Released from their cells of origin, extracellular vesicles and particles (EVPs) mediate cell-cell communication. Noncoding RNA (ncRNA) is among its most important cargo, due to its retained regulatory function in recipient cells.
Now, scientists at Vanderbilt University Medical Center have collected publicly available sequencing data on ncRNAs in human EVPs, built interactive tools around it, and made it easily accessible to the world for open-ended study. As reported in the Journal of Molecular Biology, Hua-chang Chen, PhD, Jing Wang, PhD, Yu Shyr, PhD, Qi Liu, PhD, and colleagues have named their online VUMC platform EVPsort, short for Extracellular Vesicles and Particles Profiling and Sorting.

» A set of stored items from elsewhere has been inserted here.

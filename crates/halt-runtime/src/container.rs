//! Core container struct and its synchronization primitives.
//!
//! Mutable bookkeeping lives in [`ContainerInner`] behind an async mutex
//! that termination paths hold across task calls. The observable
//! [`StateSnapshot`] is published on a watch channel; it is only changed
//! while that mutex is held, so a waiter that observes "not running" sees
//! a state every lock holder agreed on.

use std::path::{Path, PathBuf};
use std::sync::Arc;
use std::sync::atomic::{AtomicBool, Ordering};

use chrono::{DateTime, Utc};
use halt_common::error::Result;
use halt_common::types::{ContainerId, ContainerState};
use halt_core::signal::{Signal, parse_signal};
use tokio::sync::{Mutex, MutexGuard, watch};

use crate::services::MountPoint;
use crate::state::{StateSnapshot, WaitLimit, WaitOutcome};
use crate::storage::LayerHandle;
use crate::store::{ContainerRecord, LinkRecord};
use crate::task::RuntimeTask;

/// Everything needed to register a container.
#[derive(Debug, Clone)]
pub struct ContainerSpec {
    /// Unique identifier.
    pub id: ContainerId,
    /// Human-readable name, with or without the leading `/`.
    pub name: String,
    /// Root directory holding the container's files.
    pub root: PathBuf,
    /// MAC label of the container's process; empty when unconfined.
    pub process_label: String,
    /// Signal used for graceful stops.
    pub stop_signal: Option<String>,
    /// Seconds a graceful stop waits before killing.
    pub stop_timeout: Option<i64>,
    /// Writable layer, when one was allocated.
    pub rw_layer: Option<LayerHandle>,
    /// Volumes mounted into the container.
    pub mount_points: Vec<MountPoint>,
}

impl ContainerSpec {
    /// Creates a spec with no layer, label, volumes or stop overrides.
    #[must_use]
    pub fn new(id: ContainerId, name: impl Into<String>, root: impl Into<PathBuf>) -> Self {
        Self {
            id,
            name: name.into(),
            root: root.into(),
            process_label: String::new(),
            stop_signal: None,
            stop_timeout: None,
            rw_layer: None,
            mount_points: Vec::new(),
        }
    }
}

/// Mutable container fields guarded by the container lock.
#[derive(Debug, Default)]
pub struct ContainerInner {
    /// Live task while the container runs.
    pub task: Option<Arc<dyn RuntimeTask>>,
    /// Writable layer, cleared once released.
    pub rw_layer: Option<LayerHandle>,
    /// Volumes mounted into the container.
    pub mount_points: Vec<MountPoint>,
    /// The next exit must not trigger a restart.
    pub exit_on_next: bool,
    /// A user stopped or killed the container.
    pub manually_stopped: bool,
    /// First fatal error of the last failed removal.
    pub removal_error: Option<String>,
    /// When the last run ended.
    pub finished_at: Option<DateTime<Utc>>,
}

/// A managed container instance.
#[derive(Debug)]
pub struct Container {
    id: ContainerId,
    name: String,
    root: PathBuf,
    process_label: String,
    stop_signal: Option<Signal>,
    stop_timeout: Option<i64>,
    created_at: DateTime<Utc>,
    inner: Mutex<ContainerInner>,
    removal_in_progress: AtomicBool,
    state: watch::Sender<StateSnapshot>,
}

impl Container {
    /// Creates a container in the `Created` state.
    ///
    /// # Errors
    ///
    /// Returns an invalid-parameter error if the stop signal cannot be parsed.
    pub fn new(spec: ContainerSpec) -> Result<Self> {
        Self::build(
            spec,
            Utc::now(),
            StateSnapshot::created(),
            ContainerInner::default(),
        )
    }

    /// Rebuilds a container from its persisted record, without a task.
    ///
    /// # Errors
    ///
    /// Returns an invalid-parameter error if the recorded stop signal
    /// cannot be parsed.
    pub fn from_record(record: ContainerRecord) -> Result<Self> {
        let inner = ContainerInner {
            task: None,
            rw_layer: record.rw_layer.clone(),
            mount_points: record.mount_points.clone(),
            exit_on_next: false,
            manually_stopped: record.manually_stopped,
            removal_error: record.removal_error.clone(),
            finished_at: record.finished_at,
        };
        let snapshot = StateSnapshot {
            status: record.state,
            pid: record.pid,
            exit_code: record.exit_code,
        };
        let spec = ContainerSpec {
            id: record.id,
            name: record.name,
            root: record.root,
            process_label: record.process_label,
            stop_signal: record.stop_signal,
            stop_timeout: record.stop_timeout,
            rw_layer: record.rw_layer,
            mount_points: record.mount_points,
        };
        Self::build(spec, record.created_at, snapshot, inner)
    }

    fn build(
        spec: ContainerSpec,
        created_at: DateTime<Utc>,
        snapshot: StateSnapshot,
        mut inner: ContainerInner,
    ) -> Result<Self> {
        let stop_signal = spec.stop_signal.as_deref().map(parse_signal).transpose()?;
        if inner.rw_layer.is_none() {
            inner.rw_layer = spec.rw_layer;
        }
        if inner.mount_points.is_empty() {
            inner.mount_points = spec.mount_points;
        }
        let (state, _) = watch::channel(snapshot);
        Ok(Self {
            id: spec.id,
            name: spec.name.trim_start_matches('/').to_owned(),
            root: spec.root,
            process_label: spec.process_label,
            stop_signal,
            stop_timeout: spec.stop_timeout,
            created_at,
            inner: Mutex::new(inner),
            removal_in_progress: AtomicBool::new(false),
            state,
        })
    }

    /// Unique identifier.
    #[must_use]
    pub const fn id(&self) -> &ContainerId {
        &self.id
    }

    /// Name without the leading `/`.
    #[must_use]
    pub fn name(&self) -> &str {
        &self.name
    }

    /// Root directory.
    #[must_use]
    pub fn root(&self) -> &Path {
        &self.root
    }

    /// MAC label of the container's process.
    #[must_use]
    pub fn process_label(&self) -> &str {
        &self.process_label
    }

    /// Creation timestamp.
    #[must_use]
    pub const fn created_at(&self) -> DateTime<Utc> {
        self.created_at
    }

    /// Stop signal set on the container itself, if any.
    #[must_use]
    pub const fn configured_stop_signal(&self) -> Option<Signal> {
        self.stop_signal
    }

    /// Effective stop signal.
    #[must_use]
    pub fn stop_signal(&self, default: Signal) -> Signal {
        self.stop_signal.unwrap_or(default)
    }

    /// Effective stop timeout in seconds.
    #[must_use]
    pub fn stop_timeout(&self, default: i64) -> i64 {
        self.stop_timeout.unwrap_or(default)
    }

    /// Acquires the container lock.
    pub async fn lock(&self) -> MutexGuard<'_, ContainerInner> {
        self.inner.lock().await
    }

    /// Acquires the container lock if it is free.
    #[cfg(test)]
    pub(crate) fn try_lock(&self) -> Option<MutexGuard<'_, ContainerInner>> {
        self.inner.try_lock().ok()
    }

    /// Current observable state.
    #[must_use]
    pub fn state(&self) -> StateSnapshot {
        self.state.borrow().clone()
    }

    /// Returns `true` while running, paused or restarting.
    #[must_use]
    pub fn is_running(&self) -> bool {
        self.state.borrow().is_running()
    }

    /// Subscribes to state changes.
    #[must_use]
    pub fn subscribe(&self) -> watch::Receiver<StateSnapshot> {
        self.state.subscribe()
    }

    /// Changes the observable state. `_locked` proves the caller holds
    /// this container's lock.
    pub fn update_state(&self, _locked: &mut ContainerInner, f: impl FnOnce(&mut StateSnapshot)) {
        self.state.send_modify(f);
    }

    /// Transitions to `Running` with `task` as the live task.
    pub fn mark_running(&self, locked: &mut ContainerInner, task: Arc<dyn RuntimeTask>) {
        let pid = task.pid();
        locked.task = Some(task);
        locked.exit_on_next = false;
        self.update_state(locked, |s| {
            s.status = ContainerState::Running;
            s.pid = pid;
            s.exit_code = None;
        });
    }

    /// Claims the removal-in-progress flag.
    ///
    /// Returns `None` if another removal holds it. The flag is released
    /// when the guard drops.
    #[must_use]
    pub fn try_begin_removal(&self) -> Option<RemovalGuard<'_>> {
        self.removal_in_progress
            .compare_exchange(false, true, Ordering::AcqRel, Ordering::Acquire)
            .ok()
            .map(|_| RemovalGuard {
                flag: &self.removal_in_progress,
            })
    }

    /// Returns `true` while a guarded removal runs.
    #[must_use]
    pub fn removal_in_progress(&self) -> bool {
        self.removal_in_progress.load(Ordering::Acquire)
    }

    /// Waits until the container is observed not running.
    ///
    /// Returns immediately when it already is.
    pub async fn wait_not_running(&self, limit: WaitLimit) -> WaitOutcome {
        let mut rx = self.state.subscribe();
        let exited = async move {
            // The sender lives as long as `self`.
            let _ = rx.wait_for(|s| !s.is_running()).await;
        };
        match limit {
            WaitLimit::Deadline(deadline) => match tokio::time::timeout(deadline, exited).await {
                Ok(()) => WaitOutcome::Exited,
                Err(_) => WaitOutcome::TimedOut,
            },
            WaitLimit::Cancellable(token) => tokio::select! {
                () = exited => WaitOutcome::Exited,
                () = token.cancelled() => WaitOutcome::Cancelled,
            },
        }
    }

    /// Builds the persisted form of this container.
    #[must_use]
    pub fn to_record(&self, locked: &ContainerInner, links: Vec<LinkRecord>) -> ContainerRecord {
        let state = self.state();
        ContainerRecord {
            id: self.id.clone(),
            name: self.name.clone(),
            root: self.root.clone(),
            process_label: self.process_label.clone(),
            stop_signal: self.stop_signal.map(|s| s.as_str().to_owned()),
            stop_timeout: self.stop_timeout,
            state: state.status,
            pid: state.pid,
            exit_code: state.exit_code,
            finished_at: locked.finished_at,
            manually_stopped: locked.manually_stopped,
            rw_layer: locked.rw_layer.clone(),
            mount_points: locked.mount_points.clone(),
            links,
            removal_error: locked.removal_error.clone(),
            created_at: self.created_at,
        }
    }
}

/// Holds a container's removal-in-progress flag.
#[derive(Debug)]
pub struct RemovalGuard<'a> {
    flag: &'a AtomicBool,
}

impl Drop for RemovalGuard<'_> {
    fn drop(&mut self) {
        self.flag.store(false, Ordering::Release);
    }
}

Drawing from numerous studies and external databases — 3,162 datasets in all — the platform serves up information on the relative abundance of all types of ncRNAs across various biofluids, cell lines, and disease and drug contexts, as well as connections to upstream RNA-binding proteins and motifs and downstream targets and pathways.
The authors join other researchers in seeing a future for extracellular ncRNA in medical diagnosis and therapeutics.
Others on the study include Robert Coffey, MD, James Patton, PhD, and Alissa Weaver, MD, PhD.
The study was supported by the National Institutes of Health (grants U2CCA233291, P01CA229123, U54CA274367, P01AI139449, P30CA068485).